# Work to be completed
Which lines in the records below contain the word "RealtimeStore"? Copy each one out.
● ● ● ● ●
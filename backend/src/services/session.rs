//! Session actor that drives a pure control machine
//!
//! Each controller is a tokio task owning its machine. Operator commands, the
//! 1 Hz clock, telemetry updates and deferred actions are processed strictly
//! one at a time. Effects returned by the machine are carried out here:
//! realtime writes go to a sequential writer task, notifications to the
//! [`NotificationHub`], events to the [`EventBus`], and scheduled actions are
//! delivered back to the machine after their delay.

use std::sync::Arc;
use std::time::Duration;

use roast_core::control::{AutoRoast, Deferred, Effect, ManualRoast};
use roast_core::{
    FieldValue, ManualSnapshot, Notification, RealtimeField, RoastError, RoastResult,
    RoastSnapshot,
};
use tokio::sync::{mpsc, oneshot, watch};
use tokio::time::{interval_at, Instant, Interval, MissedTickBehavior};

use super::events::EventBus;
use super::notification::NotificationHub;
use super::telemetry::{TelemetryLink, TelemetryUpdate};
use crate::error::{AppError, AppResult};
use crate::store::RealtimeStore;

const JOB_CAPACITY: usize = 32;
const TICK: Duration = Duration::from_secs(1);

/// A control machine the session actor can drive
pub trait ControlMachine: Send + 'static {
    type Snapshot: Clone + Send + Sync + 'static;

    /// Name used in logs and errors
    const NAME: &'static str;

    fn snapshot(&self) -> Self::Snapshot;

    /// Whether the 1 Hz clock should be running
    fn clock_running(&self) -> bool;

    fn on_tick(&mut self) -> Vec<Effect>;

    fn on_telemetry(&mut self, update: TelemetryUpdate, now: Duration) -> Vec<Effect>;

    fn fire(&mut self, action: Deferred) -> Vec<Effect>;
}

fn telemetry_lost(silent_for: Duration) -> Effect {
    Effect::Notify(Notification::warning(
        "Temperature Signal Lost",
        format!(
            "No temperature reading received for {} seconds.",
            silent_for.as_secs()
        ),
    ))
}

impl ControlMachine for AutoRoast {
    type Snapshot = RoastSnapshot;
    const NAME: &'static str = "auto roast";

    fn snapshot(&self) -> RoastSnapshot {
        AutoRoast::snapshot(self)
    }

    fn clock_running(&self) -> bool {
        self.is_active()
    }

    fn on_tick(&mut self) -> Vec<Effect> {
        AutoRoast::on_tick(self)
    }

    fn on_telemetry(&mut self, update: TelemetryUpdate, now: Duration) -> Vec<Effect> {
        match update {
            TelemetryUpdate::Temperature(temperature) => self.on_temperature(temperature, now),
            TelemetryUpdate::Heater(on) => self.on_heater_echo(on),
            TelemetryUpdate::Motor(on) => {
                self.on_motor_echo(on);
                Vec::new()
            }
            TelemetryUpdate::Stale { silent_for } if self.is_active() => {
                vec![telemetry_lost(silent_for)]
            }
            TelemetryUpdate::Stale { .. } => Vec::new(),
        }
    }

    fn fire(&mut self, action: Deferred) -> Vec<Effect> {
        AutoRoast::fire(self, action)
    }
}

impl ControlMachine for ManualRoast {
    type Snapshot = ManualSnapshot;
    const NAME: &'static str = "manual roast";

    fn snapshot(&self) -> ManualSnapshot {
        ManualRoast::snapshot(self)
    }

    fn clock_running(&self) -> bool {
        self.is_roasting()
    }

    fn on_tick(&mut self) -> Vec<Effect> {
        ManualRoast::on_tick(self)
    }

    fn on_telemetry(&mut self, update: TelemetryUpdate, _now: Duration) -> Vec<Effect> {
        match update {
            TelemetryUpdate::Temperature(temperature) => self.on_temperature(temperature),
            TelemetryUpdate::Heater(on) => self.on_heater_echo(on),
            TelemetryUpdate::Motor(on) => {
                self.on_motor_echo(on);
                Vec::new()
            }
            TelemetryUpdate::Stale { silent_for } if self.is_roasting() => {
                vec![telemetry_lost(silent_for)]
            }
            TelemetryUpdate::Stale { .. } => Vec::new(),
        }
    }

    fn fire(&mut self, _action: Deferred) -> Vec<Effect> {
        Vec::new()
    }
}

/// Shared services every session actor needs
#[derive(Clone)]
pub struct SessionDeps {
    pub realtime: Arc<dyn RealtimeStore>,
    pub notifications: NotificationHub,
    pub events: EventBus,
    pub stale_after: Option<Duration>,
}

type Reply = Box<dyn FnOnce() + Send>;
type Job<M> = Box<dyn FnOnce(&mut M, Duration) -> (Vec<Effect>, Reply) + Send>;

/// Handle to a running session actor
///
/// The actor stops when the last handle is dropped.
pub struct SessionController<M: ControlMachine> {
    jobs: mpsc::Sender<Job<M>>,
    snapshot: watch::Receiver<M::Snapshot>,
}

impl<M: ControlMachine> Clone for SessionController<M> {
    fn clone(&self) -> Self {
        Self {
            jobs: self.jobs.clone(),
            snapshot: self.snapshot.clone(),
        }
    }
}

impl<M: ControlMachine> SessionController<M> {
    /// Spawn the actor on the current runtime
    pub fn spawn(machine: M, deps: &SessionDeps) -> Self {
        let (jobs_tx, jobs_rx) = mpsc::channel(JOB_CAPACITY);
        let (snapshot_tx, snapshot_rx) = watch::channel(machine.snapshot());
        let (link, telemetry) = TelemetryLink::subscribe(deps.realtime.clone(), deps.stale_after);
        let (deferred_tx, deferred_rx) = mpsc::unbounded_channel();
        let writes = spawn_writer(deps.realtime.clone(), deps.notifications.clone());

        let mut actor = SessionActor {
            machine,
            started: Instant::now(),
            jobs: jobs_rx,
            telemetry,
            _link: link,
            deferred_tx,
            deferred_rx,
            clock: None,
            writes,
            snapshot: snapshot_tx,
            notifications: deps.notifications.clone(),
            events: deps.events.clone(),
        };
        actor.sync_clock();
        tokio::spawn(actor.run());

        tracing::debug!("{} controller started", M::NAME);

        Self {
            jobs: jobs_tx,
            snapshot: snapshot_rx,
        }
    }

    /// Latest published snapshot
    pub fn snapshot(&self) -> M::Snapshot {
        self.snapshot.borrow().clone()
    }

    pub fn watch(&self) -> watch::Receiver<M::Snapshot> {
        self.snapshot.clone()
    }

    /// Run `command` on the machine and wait until its effects are applied
    pub async fn execute<R, F>(&self, command: F) -> AppResult<R>
    where
        R: Send + 'static,
        F: FnOnce(&mut M, Duration) -> RoastResult<(Vec<Effect>, R)> + Send + 'static,
    {
        let (tx, rx) = oneshot::channel::<RoastResult<R>>();

        let job: Job<M> = Box::new(move |machine: &mut M, now: Duration| {
            match command(machine, now) {
                Ok((effects, value)) => {
                    let reply: Reply = Box::new(move || {
                        let _ = tx.send(Ok(value));
                    });
                    (effects, reply)
                }
                Err(error) => {
                    let effects = match error {
                        RoastError::HeaterLocked => vec![Effect::Notify(Notification::warning(
                            "Heater Control Disabled",
                            "The heater is locked by the safety interlock until the temperature drops.",
                        ))],
                        _ => Vec::new(),
                    };
                    let reply: Reply = Box::new(move || {
                        let _ = tx.send(Err(error));
                    });
                    (effects, reply)
                }
            }
        });

        self.jobs.send(job).await.map_err(|_| stopped::<M>())?;
        rx.await.map_err(|_| stopped::<M>())?.map_err(AppError::from)
    }

    /// Run a command that only produces effects
    pub async fn apply<F>(&self, command: F) -> AppResult<()>
    where
        F: FnOnce(&mut M, Duration) -> RoastResult<Vec<Effect>> + Send + 'static,
    {
        self.execute(move |machine, now| command(machine, now).map(|effects| (effects, ())))
            .await
    }
}

fn stopped<M: ControlMachine>() -> AppError {
    AppError::Unavailable(format!("{} controller is not running", M::NAME))
}

struct SessionActor<M: ControlMachine> {
    machine: M,
    started: Instant,
    jobs: mpsc::Receiver<Job<M>>,
    telemetry: mpsc::Receiver<TelemetryUpdate>,
    _link: TelemetryLink,
    deferred_tx: mpsc::UnboundedSender<Deferred>,
    deferred_rx: mpsc::UnboundedReceiver<Deferred>,
    clock: Option<Interval>,
    writes: mpsc::UnboundedSender<(RealtimeField, FieldValue)>,
    snapshot: watch::Sender<M::Snapshot>,
    notifications: NotificationHub,
    events: EventBus,
}

impl<M: ControlMachine> SessionActor<M> {
    async fn run(mut self) {
        loop {
            tokio::select! {
                job = self.jobs.recv() => match job {
                    Some(job) => {
                        let now = self.now();
                        let (effects, reply) = job(&mut self.machine, now);
                        self.apply(effects);
                        reply();
                    }
                    None => break,
                },
                Some(update) = self.telemetry.recv() => {
                    let now = self.now();
                    let effects = self.machine.on_telemetry(update, now);
                    self.apply(effects);
                }
                Some(action) = self.deferred_rx.recv() => {
                    let effects = self.machine.fire(action);
                    self.apply(effects);
                }
                _ = next_tick(&mut self.clock) => {
                    let effects = self.machine.on_tick();
                    self.apply(effects);
                }
            }
        }

        tracing::debug!("{} controller stopped", M::NAME);
    }

    fn now(&self) -> Duration {
        self.started.elapsed()
    }

    fn apply(&mut self, effects: Vec<Effect>) {
        for effect in effects {
            match effect {
                Effect::Write { field, value } => {
                    if self.writes.send((field, value)).is_err() {
                        tracing::warn!(%field, "realtime writer is gone");
                    }
                }
                Effect::Notify(notification) => self.notifications.notify(notification),
                Effect::Publish(event) => self.events.publish(event),
                Effect::Schedule { delay, action } => {
                    let deferred = self.deferred_tx.clone();
                    tokio::spawn(async move {
                        tokio::time::sleep(delay).await;
                        let _ = deferred.send(action);
                    });
                }
            }
        }

        self.sync_clock();
        self.snapshot.send_replace(self.machine.snapshot());
    }

    fn sync_clock(&mut self) {
        match (self.machine.clock_running(), self.clock.is_some()) {
            (true, false) => {
                let mut clock = interval_at(Instant::now() + TICK, TICK);
                clock.set_missed_tick_behavior(MissedTickBehavior::Delay);
                self.clock = Some(clock);
            }
            (false, true) => self.clock = None,
            _ => {}
        }
    }
}

async fn next_tick(clock: &mut Option<Interval>) {
    match clock {
        Some(clock) => {
            clock.tick().await;
        }
        None => std::future::pending().await,
    }
}

/// Apply realtime writes in order; failures are reported, never retried
fn spawn_writer(
    store: Arc<dyn RealtimeStore>,
    notifications: NotificationHub,
) -> mpsc::UnboundedSender<(RealtimeField, FieldValue)> {
    let (tx, mut rx) = mpsc::unbounded_channel::<(RealtimeField, FieldValue)>();
    tokio::spawn(async move {
        while let Some((field, value)) = rx.recv().await {
            if let Err(e) = store.write(field, value).await {
                tracing::warn!(%field, error = %e, "realtime write failed");
                notifications.notify(Notification::error(
                    "Roaster Update Failed",
                    format!("Could not update {}: {}", field.key(), e),
                ));
            }
        }
    });
    tx
}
● ● ● ● ●
# Solution
use crate::store::RealtimeStore;
    pub realtime: Arc<dyn RealtimeStore>,
    store: Arc<dyn RealtimeStore>,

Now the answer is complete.